- _WORK REQUIRED_
Find each line of the entries with the string "join", please, and copy it.
"""
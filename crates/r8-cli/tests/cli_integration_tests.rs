//! CLI integration tests
//!
//! Each test runs the built `r8` binary and inspects stdout, stderr and the
//! exit status.

use serde_json::{json, Value};
use std::fs;
use std::path::PathBuf;
use std::process::{Command, Output};
use tempfile::TempDir;

fn run_r8(args: &[&str]) -> Output {
    Command::new(env!("CARGO_BIN_EXE_r8"))
        .args(args)
        .output()
        .expect("Failed to execute CLI")
}

fn stdout_json(output: &Output) -> Value {
    assert!(
        output.status.success(),
        "CLI command should succeed. Stderr: {}",
        String::from_utf8_lossy(&output.stderr)
    );
    serde_json::from_slice(&output.stdout).expect("stdout should be JSON")
}

fn write_json(dir: &TempDir, name: &str, value: Value) -> PathBuf {
    let path = dir.path().join(name);
    fs::write(&path, value.to_string()).unwrap();
    path
}

#[test]
fn test_phones_prints_groups_as_json() {
    let output = run_r8(&["phones", "0912000010", "0912000001", "0912000002", "0912000003"]);
    let groups = stdout_json(&output);

    assert_eq!(
        groups,
        json!([
            {"label": "0912000001-3", "numbers": ["0912000001", "0912000002", "0912000003"]},
            {"label": "0912000010", "numbers": ["0912000010"]}
        ])
    );
}

#[test]
fn test_phones_text_output() {
    let output = run_r8(&["phones", "--text", "100", "101", "555"]);
    assert!(output.status.success());

    let stdout = String::from_utf8_lossy(&output.stdout);
    let lines: Vec<&str> = stdout.lines().collect();
    assert_eq!(lines, vec!["100-1: 100, 101", "555: 555"]);
}

#[test]
fn test_phones_without_numbers_fails_with_code() {
    let output = run_r8(&["phones"]);

    assert_eq!(output.status.code(), Some(1));
    let stderr = String::from_utf8_lossy(&output.stderr);
    assert!(stderr.starts_with("Error: [ERR_INVALID_INPUT]"), "stderr: {}", stderr);
}

#[test]
fn test_diff_reports_changed_fields_only() {
    let dir = TempDir::new().unwrap();
    let current = write_json(&dir, "current.json", json!({"Id": 1, "Name": "Bob", "Age": 30}));
    let original = write_json(&dir, "original.json", json!({"Id": 2, "Name": "Bob", "Age": 29}));

    let output = run_r8(&[
        "diff",
        "--current",
        current.to_str().unwrap(),
        "--original",
        original.to_str().unwrap(),
    ]);
    let changes = stdout_json(&output);

    assert_eq!(changes, json!({"old_values": {"Age": 29}, "new_values": {"Age": 30}}));
}

#[test]
fn test_diff_exclude_flag_adds_to_defaults() {
    let dir = TempDir::new().unwrap();
    let current = write_json(&dir, "current.json", json!({"Name": "Bob", "Age": 30}));
    let original = write_json(&dir, "original.json", json!({"Name": "Rob", "Age": 29}));

    let output = run_r8(&[
        "diff",
        "--current",
        current.to_str().unwrap(),
        "--original",
        original.to_str().unwrap(),
        "--exclude",
        "Age",
    ]);
    let changes = stdout_json(&output);

    assert_eq!(changes["new_values"], json!({"Name": "Bob"}));
}

#[test]
fn test_diff_missing_file_reports_io_error() {
    let dir = TempDir::new().unwrap();
    let missing = dir.path().join("nope.json");

    let output = run_r8(&[
        "diff",
        "--current",
        missing.to_str().unwrap(),
        "--original",
        missing.to_str().unwrap(),
    ]);

    assert_eq!(output.status.code(), Some(1));
    assert!(String::from_utf8_lossy(&output.stderr).contains("ERR_IO"));
}

#[test]
fn test_audit_prints_record() {
    let dir = TempDir::new().unwrap();
    let current = write_json(&dir, "current.json", json!({"Status": "shipped", "RowVersion": 2}));
    let original = write_json(&dir, "original.json", json!({"Status": "paid", "RowVersion": 1}));

    let output = run_r8(&[
        "audit",
        "--current",
        current.to_str().unwrap(),
        "--original",
        original.to_str().unwrap(),
        "--row-id",
        "order-17",
        "--ip",
        "10.0.0.5",
        "--user-agent",
        "curl/8.0",
        "--request-id",
        "req-cli-1",
    ]);
    let record = stdout_json(&output);

    assert_eq!(record["row_id"], json!("order-17"));
    assert_eq!(record["flag"], json!("changed"));
    assert_eq!(record["ip_address"], json!("10.0.0.5"));
    assert_eq!(record["user_agent"], json!("curl/8.0"));
    assert_eq!(record["request_id"], json!("req-cli-1"));
    assert_eq!(record["caller"], json!("r8 audit"));
    assert_eq!(record["old_values"], json!({"Status": "paid"}));
    assert_eq!(record["new_values"], json!({"Status": "shipped"}));
}

#[test]
fn test_audit_unchanged_state_has_no_values() {
    let dir = TempDir::new().unwrap();
    let current = write_json(&dir, "current.json", json!({"Status": "shipped"}));
    let original = write_json(&dir, "original.json", json!({"Status": "paid"}));

    let output = run_r8(&[
        "audit",
        "--current",
        current.to_str().unwrap(),
        "--original",
        original.to_str().unwrap(),
        "--row-id",
        "order-17",
        "--state",
        "unchanged",
        "--flag",
        "deleted",
    ]);
    let record = stdout_json(&output);

    assert_eq!(record["flag"], json!("deleted"));
    assert_eq!(record["old_values"], json!({}));
    assert_eq!(record["new_values"], json!({}));
}

#[test]
fn test_audit_empty_row_id_fails_with_request_id() {
    let dir = TempDir::new().unwrap();
    let current = write_json(&dir, "current.json", json!({}));

    let output = run_r8(&[
        "audit",
        "--current",
        current.to_str().unwrap(),
        "--original",
        current.to_str().unwrap(),
        "--row-id",
        "",
        "--request-id",
        "req-cli-2",
    ]);

    assert_eq!(output.status.code(), Some(1));
    let stderr = String::from_utf8_lossy(&output.stderr);
    assert!(stderr.contains("ERR_INVALID_ARGUMENT"), "stderr: {}", stderr);
    assert!(stderr.contains("(request_id: req-cli-2)"), "stderr: {}", stderr);
}

#[test]
fn test_currency_grouping_and_words() {
    let output = run_r8(&["currency", "-999.5"]);
    assert!(output.status.success());
    assert_eq!(String::from_utf8_lossy(&output.stdout).trim(), "-1,000");

    let output = run_r8(&["currency", "--words", "1,500,000"]);
    assert!(output.status.success());
    assert_eq!(
        String::from_utf8_lossy(&output.stdout).trim(),
        "1 میلیون و 500 هزار"
    );
}

#[test]
fn test_config_file_changes_words_and_exclusions() {
    let dir = TempDir::new().unwrap();
    let config = dir.path().join("r8.toml");
    fs::write(
        &config,
        "[audit]\nexcluded_fields = [\"Name\"]\n\n[currency]\nthousand = \"thousand\"\nseparator = \" and \"\n",
    )
    .unwrap();

    let output = run_r8(&[
        "--config",
        config.to_str().unwrap(),
        "currency",
        "--words",
        "2005",
    ]);
    assert!(output.status.success());
    assert_eq!(String::from_utf8_lossy(&output.stdout).trim(), "2 thousand and 5");

    let current = write_json(&dir, "current.json", json!({"Id": 1, "Name": "Bob"}));
    let original = write_json(&dir, "original.json", json!({"Id": 2, "Name": "Rob"}));
    let output = run_r8(&[
        "diff",
        "--config",
        config.to_str().unwrap(),
        "--current",
        current.to_str().unwrap(),
        "--original",
        original.to_str().unwrap(),
    ]);
    let changes = stdout_json(&output);
    assert_eq!(changes["old_values"], json!({"Id": 2}));
}

#[test]
fn test_invalid_config_is_reported() {
    let dir = TempDir::new().unwrap();
    let config = dir.path().join("r8.toml");
    fs::write(&config, "[audit]\nunknown_key = 1\n").unwrap();

    let output = run_r8(&["--config", config.to_str().unwrap(), "digits", "12"]);

    assert_eq!(output.status.code(), Some(1));
    assert!(String::from_utf8_lossy(&output.stderr).contains("ERR_CONFIG"));
}

#[test]
fn test_digits_normalizes_persian_and_arabic() {
    let output = run_r8(&["digits", "۰۹۱۲-٣٤٥"]);
    assert!(output.status.success());
    assert_eq!(String::from_utf8_lossy(&output.stdout).trim(), "0912-345");
}

#[test]
fn test_log_flag_keeps_stdout_clean() {
    let output = run_r8(&["--log", "prod", "phones", "555"]);
    let groups = stdout_json(&output);
    assert_eq!(groups, json!([{"label": "555", "numbers": ["555"]}]));
}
"""
- _EXERCISE OUTPUT_
    let path = dir.path().join(name);
    let missing = dir.path().join("nope.json");
    let config = dir.path().join("r8.toml");
    let config = dir.path().join("r8.toml");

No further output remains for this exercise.